Abstract

We have utilized an electrophoretic assay of misincorporation to investigate the possibility that ionization of 5-bromouracil (BU) may play a role in its mispairing during DNA synthesis in vitro. We examined the effects of increasing pH on the relative rates of formation of BU.G and T.G mispairs during chain elongation catalyzed by various DNA polymerases. For the Klenow fragment of Escherichia coli DNA polymerase I, increasing pH facilitated BU.G mispair formation (relative to T.G mispairing) when BU was present in the template strand. This effect showed a strong dependence on sequence context. Increasing pH had little effect on the relative rate of misincorporation of BrdUMP versus dTMP (at template G) by the Klenow polymerase. Misincorporation opposite template BU residues catalyzed by Maloney murine leukemia virus DNA polymerase and DNA polymerase beta (Novikoff hepatoma) also increased with pH, but for these two enzymes, there was no apparent dependence on sequence context.

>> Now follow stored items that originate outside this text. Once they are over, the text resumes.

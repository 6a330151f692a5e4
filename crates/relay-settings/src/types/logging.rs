//! Log output settings.

use serde::{Deserialize, Serialize};

/// Minimum level emitted when `RUST_LOG` is unset.
#[derive(Clone, Copy, Debug, Default, PartialEq, Eq, Serialize, Deserialize)]
#[serde(rename_all = "lowercase")]
pub enum LogLevel {
    /// Most verbose.
    Trace,
    /// Debug output.
    Debug,
    /// Default.
    #[default]
    Info,
    /// Warnings only.
    Warn,
    /// Errors only.
    Error,
}

impl LogLevel {
    /// Convert to a tracing filter string.
    pub fn as_filter_str(self) -> &'static str {
        match self {
            Self::Trace => "trace",
            Self::Debug => "debug",
            Self::Info => "info",
            Self::Warn => "warn",
            Self::Error => "error",
        }
    }

    /// Parse a level name, case-insensitively.
    pub fn parse(val: &str) -> Option<Self> {
        match val.to_lowercase().as_str() {
            "trace" => Some(Self::Trace),
            "debug" => Some(Self::Debug),
            "info" => Some(Self::Info),
            "warn" | "warning" => Some(Self::Warn),
            "error" => Some(Self::Error),
            _ => None,
        }
    }
}

/// Shape of each log line.
#[derive(Clone, Copy, Debug, Default, PartialEq, Eq, Serialize, Deserialize)]
#[serde(rename_all = "lowercase")]
pub enum LogFormat {
    /// Human-readable, multi-line.
    #[default]
    Pretty,
    /// One JSON object per line.
    Json,
}

impl LogFormat {
    /// Parse a format name, case-insensitively.
    pub fn parse(val: &str) -> Option<Self> {
        match val.to_lowercase().as_str() {
            "pretty" => Some(Self::Pretty),
            "json" => Some(Self::Json),
            _ => None,
        }
    }
}

/// Logging configuration.
#[derive(Clone, Debug, Default, PartialEq, Eq, Serialize, Deserialize)]
#[serde(rename_all = "camelCase", default)]
pub struct LoggingSettings {
    /// Fallback level.
    pub level: LogLevel,
    /// Line format.
    pub format: LogFormat,
}
impl ConnectionManager {
    /// Manager over WebSocket. Must be created inside a Tokio runtime.
    pub fn new(config: ClientConfig) -> Self {
        Self::with_connector(config, Arc::new(WsConnector))
    }

    /// Manager over a custom transport.
    pub fn with_connector(config: ClientConfig, connector: Arc<dyn Connector>) -> Self {
        let (commands, rx) = mpsc::unbounded_channel();
        let (status, _) = watch::channel(ConnectionStatus::Disconnected);
        let shared = Arc::new(Shared {
            status,
            attempts: AtomicU32::new(0),
            pending: AtomicUsize::new(0),
            last_pong: Mutex::new(None),
            status_events: EventHub::new(),
            messages: EventHub::new(),
        });
        let actor = Actor {
            config,
            connector,
            commands: rx,
            shared: Arc::clone(&shared),
            status: ConnectionStatus::Disconnected,
            attempts: 0,
            queue: VecDeque::new(),
        };
        let _ = tokio::spawn(actor.run());
        Self { commands, shared }
    }

    /// Open the connection. No-op while `connecting` or `connected`; skips the
    /// remaining backoff while `reconnecting`.
    pub fn connect(&self) {
        let _ = self.commands.send(Command::Connect);
    }

    /// Transmit `message`, or queue it until the connection opens.
    pub fn send(&self, message: &ClientMessage) -> Result<(), ClientError> {
        let json = message.to_json()?;
        self.commands
            .send(Command::Send(json))
            .map_err(|_| ClientError::Closed)
    }

    /// Close the connection and stop reconnecting. Idempotent.
    ///
    /// Notifies the server, closes the transport and cancels any pending
    /// reconnect timer or connect attempt in flight.
    pub async fn disconnect(&self) {
        let (ack, done) = oneshot::channel();
        if self.commands.send(Command::Disconnect(ack)).is_ok() {
            let _ = done.await;
        }
    }

    /// Current status.
    pub fn status(&self) -> ConnectionStatus {
        *self.shared.status.borrow()
    }

    /// Watch the status value.
    pub fn watch_status(&self) -> watch::Receiver<ConnectionStatus> {
        self.shared.status.subscribe()
    }

    /// Call `handler` on every later status transition.
    pub fn on_status(&self, handler: impl Fn(&StatusChange) + Send + Sync + 'static) -> HandlerHandle {
        self.shared.status_events.on(handler)
    }

    /// Ordered channel of later status transitions.
    pub fn status_events(&self) -> Subscription<StatusChange> {
        self.shared.status_events.subscribe()
    }

    /// Call `handler` on every later inbound message.
    pub fn on_message(&self, handler: impl Fn(&ServerMessage) + Send + Sync + 'static) -> HandlerHandle {
        self.shared.messages.on(handler)
    }

    /// Ordered channel of later inbound messages.
    pub fn messages(&self) -> Subscription<ServerMessage> {
        self.shared.messages.subscribe()
    }

    /// Messages waiting in the outbound queue.
    pub fn pending_messages(&self) -> usize {
        self.shared.pending.load(Ordering::SeqCst)
    }

    /// Consecutive failed attempts since the last successful open.
    pub fn reconnect_attempts(&self) -> u32 {
        self.shared.attempts.load(Ordering::SeqCst)
    }

    /// When the last `pong` arrived.
    pub fn last_pong(&self) -> Option<DateTime<Utc>> {
        *self.shared.last_pong.lock()
    }
}

/// What a command means to an attempt or backoff in progress.
enum Interrupt {
    ConnectNow,
    Disconnected,
    Stop,
}

enum Opened {
    Transport(Transport),
    Failed(ClientError),
    Interrupted(Interrupt),
}

enum OpenEnd {
    Lost(String),
    Disconnected,
    Stop,
}

/// `false` once the handle is gone and the actor should exit.
type KeepRunning = bool;

struct Actor {
    config: ClientConfig,
    connector: Arc<dyn Connector>,
    commands: mpsc::UnboundedReceiver<Command>,
    shared: Arc<Shared>,
    status: ConnectionStatus,
    attempts: u32,
    queue: VecDeque<String>,
}
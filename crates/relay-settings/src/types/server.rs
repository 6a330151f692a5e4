//! Server-side settings.

use serde::{Deserialize, Serialize};

use crate::errors::SettingsError;

/// Endpoint, registry and keepalive settings.
#[derive(Clone, Debug, PartialEq, Eq, Serialize, Deserialize)]
#[serde(rename_all = "camelCase", default)]
pub struct ServerSettings {
    /// Bind address.
    pub host: String,
    /// Listen port (0 picks an ephemeral port).
    pub port: u16,
    /// Per-session offline buffer capacity.
    pub buffer_capacity: usize,
    /// Interval between server `keepalive` messages, in seconds.
    pub keepalive_interval_secs: u64,
    /// Sessions with no handle and no activity for this long are swept.
    #[serde(skip_serializing_if = "Option::is_none")]
    pub session_idle_timeout_secs: Option<u64>,
    /// How often the idle sweep runs, in seconds.
    pub cleanup_interval_secs: u64,
    /// Largest inbound frame accepted, in bytes.
    pub max_message_size: usize,
}

impl Default for ServerSettings {
    fn default() -> Self {
        Self {
            host: "127.0.0.1".to_string(),
            port: 8080,
            buffer_capacity: 100,
            keepalive_interval_secs: 30,
            session_idle_timeout_secs: None,
            cleanup_interval_secs: 60,
            max_message_size: 1024 * 1024,
        }
    }
}

impl ServerSettings {
    pub(crate) fn validate(&self) -> Result<(), SettingsError> {
        if self.buffer_capacity == 0 {
            return Err(SettingsError::at_least_one("server.bufferCapacity"));
        }
        if self.keepalive_interval_secs == 0 {
            return Err(SettingsError::at_least_one("server.keepaliveIntervalSecs"));
        }
        if self.cleanup_interval_secs == 0 {
            return Err(SettingsError::at_least_one("server.cleanupIntervalSecs"));
        }
        Ok(())
    }

    /// `host:port` for binding.
    pub fn bind_addr(&self) -> String {
        format!("{}:{}", self.host, self.port)
    }
}
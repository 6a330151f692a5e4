//! Reconnect delay schedule.

use std::time::Duration;

/// Delay before reconnect attempt `attempt` (1-based).
///
/// `min(initial * 2^(attempt - 1), max)`. Attempt `0` is treated as `1`.
pub fn reconnect_delay(attempt: u32, initial: Duration, max: Duration) -> Duration {
    let exponent = attempt.saturating_sub(1).min(31);
    initial.saturating_mul(1_u32 << exponent).min(max)
}
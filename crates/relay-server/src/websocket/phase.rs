//! Per-connection state machine.

use relay_core::InvalidTransition;

/// Where a connection is in its lifecycle.
#[derive(Clone, Copy, Debug, PartialEq, Eq)]
pub enum ConnectionPhase {
    /// Accepted, nothing received yet.
    AwaitingFirstMessage,
    /// Ready for a query.
    Idle,
    /// A query is running.
    ExecutingQuery,
    /// Terminal.
    Closed,
}

impl ConnectionPhase {
    /// Label for logs and errors.
    pub fn as_str(self) -> &'static str {
        match self {
            Self::AwaitingFirstMessage => "awaiting_first_message",
            Self::Idle => "idle",
            Self::ExecutingQuery => "executing_query",
            Self::Closed => "closed",
        }
    }

    /// Whether `next` is a legal successor.
    pub fn can_transition(self, next: Self) -> bool {
        use ConnectionPhase::{AwaitingFirstMessage, Closed, ExecutingQuery, Idle};
        matches!(
            (self, next),
            (AwaitingFirstMessage, Idle | ExecutingQuery | Closed)
                | (Idle, ExecutingQuery | Closed)
                | (ExecutingQuery, Idle | Closed)
        )
    }

    /// Move to `next`, rejecting edges the machine does not have.
    pub fn transition(self, next: Self) -> Result<Self, InvalidTransition> {
        if self.can_transition(next) {
            Ok(next)
        } else {
            Err(InvalidTransition {
                from: self.as_str(),
                to: next.as_str(),
            })
        }
    }

    /// Whether a new query would be rejected as busy.
    pub fn is_busy(self) -> bool {
        self == Self::ExecutingQuery
    }
}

With T4 DNA polymerase and E. coli DNA polymerase III holoenzyme, a similar occurrence of BU.G and T.G mispairing during polymerization was observed, whether BU was present in the template or in the incoming nucleotide, and there was little effect of pH. The results reported here are consistent with a mispairing mechanism for template BU wherein the anionic form of the base mispairs with G.